TAKE IN THE GOOD Skills for Staying Positive and Living Your Best Life
Gina Biegel • Shambhala
This new journal and guidebook is not only incredibly fun-looking, with its distinctive yellow-and-gray theme, playful fonts, and encouraging cartoons; it’s also written by a psychotherapist and author who’s delivered Mindfulness-Based Stress Reduction to teens (and their families and communities) for over a decade. In this book, Biegel zeroes in on helping teens understand neuroplasticity, the process by which our brain changes in response to our experiences—and how directing our attention to the positive, i.e. “taking in the good,” trains our brain to be happy and resilient. There’s plenty to read in here, plus lots of prompts to write, move, and try out a variety of skills for emotional health. Really, it’s all good.
Richard Robb • Yale
Over the past few decades, a growing body of literature has tried to explore why we do what we do: study what we study, buy what we buy, practice what we practice, marry who we marry.

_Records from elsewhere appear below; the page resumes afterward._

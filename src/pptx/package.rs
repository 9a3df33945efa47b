use std::collections::HashMap;
use std::io::{Cursor, Read, Write};

use zip::write::SimpleFileOptions;
use zip::{CompressionMethod, ZipArchive, ZipWriter};

use crate::error::{Error, Result};

/// A PPTX package held fully in memory, entry order preserved.
#[derive(Debug)]
pub struct PptxPackage {
    pub entries: Vec<PptxEntry>,
}

#[derive(Debug)]
pub struct PptxEntry {
    pub name: String,
    pub data: Vec<u8>,
    pub compression: CompressionMethod,
    pub last_modified: zip::DateTime,
    pub unix_mode: Option<u32>,
    pub is_dir: bool,
}

impl PptxPackage {
    pub fn from_bytes(bytes: &[u8]) -> Result<Self> {
        let mut zip = ZipArchive::new(Cursor::new(bytes))
            .map_err(|e| Error::structural(format!("open archive: {e}")))?;
        let mut entries = Vec::new();
        for i in 0..zip.len() {
            let mut file = zip
                .by_index(i)
                .map_err(|e| Error::structural(format!("archive entry {i}: {e}")))?;
            let mut data = Vec::with_capacity(file.size() as usize);
            file.read_to_end(&mut data)
                .map_err(|e| Error::structural(format!("read entry {}: {e}", file.name())))?;
            entries.push(PptxEntry {
                name: file.name().to_string(),
                data,
                compression: file.compression(),
                last_modified: file.last_modified().unwrap_or_default(),
                unix_mode: file.unix_mode(),
                is_dir: file.is_dir(),
            });
        }
        Ok(Self { entries })
    }

    /// Re-serializes the archive, swapping in `replacements` by entry name.
    /// Untouched entries keep their payload, compression method, timestamp
    /// and permissions.
    pub fn write_with_replacements(
        &self,
        replacements: &HashMap<String, Vec<u8>>,
    ) -> Result<Vec<u8>> {
        let mut zout = ZipWriter::new(Cursor::new(Vec::new()));
        for ent in &self.entries {
            let data = replacements
                .get(&ent.name)
                .cloned()
                .unwrap_or_else(|| ent.data.clone());
            let mut opts = SimpleFileOptions::default()
                .compression_method(ent.compression)
                .last_modified_time(ent.last_modified);
            if let Some(mode) = ent.unix_mode {
                opts = opts.unix_permissions(mode);
            }
            if ent.is_dir || ent.name.ends_with('/') {
                zout.add_directory(&ent.name, opts)
                    .map_err(|e| Error::Write(format!("add dir {}: {e}", ent.name)))?;
            } else {
                zout.start_file(&ent.name, opts)
                    .map_err(|e| Error::Write(format!("start entry {}: {e}", ent.name)))?;
                zout.write_all(&data)
                    .map_err(|e| Error::Write(format!("write entry {}: {e}", ent.name)))?;
            }
        }
        let cursor = zout
            .finish()
            .map_err(|e| Error::Write(format!("finish archive: {e}")))?;
        Ok(cursor.into_inner())
    }

    pub fn entry(&self, name: &str) -> Option<&PptxEntry> {
        self.entries.iter().find(|e| e.name == name)
    }
}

So-called “classical economics”—which has dominated throughout the modern era—posits a person most of us believe to be utterly unreal: the rational actor. Can you honestly say that all, or even most, of the choices you make in life are based on a rational weighing of the pros and cons of the available choices?
In response to this silliness, behavioral economics has grown, landing more of our decisionmaking in the realm of urges, needs, desires, biases. Some contemplative practitioners have been attracted to behavioral economics because it speaks to the need to navigate our emotions, rather than simply sharpen our reasoning power. It’s no small thing, since our collective choices add up to a world—and all its attendant problems.
Columbia University professor and investment firm CEO Richard Robb now enters the fray with Willful, his attempt to provide a way of thinking about choice that covers the territory ruled by both rational choice and behavioral drives. In brief, he distinguishes actions resulting from choices based on purpose (achieving an end), and actions we take simply for their own good. In the former we make comparisons; in the latter, the choices are made unconditionally. It’s a short book that takes us on an intriguing ride, asking us to explore some age-old questions freshly.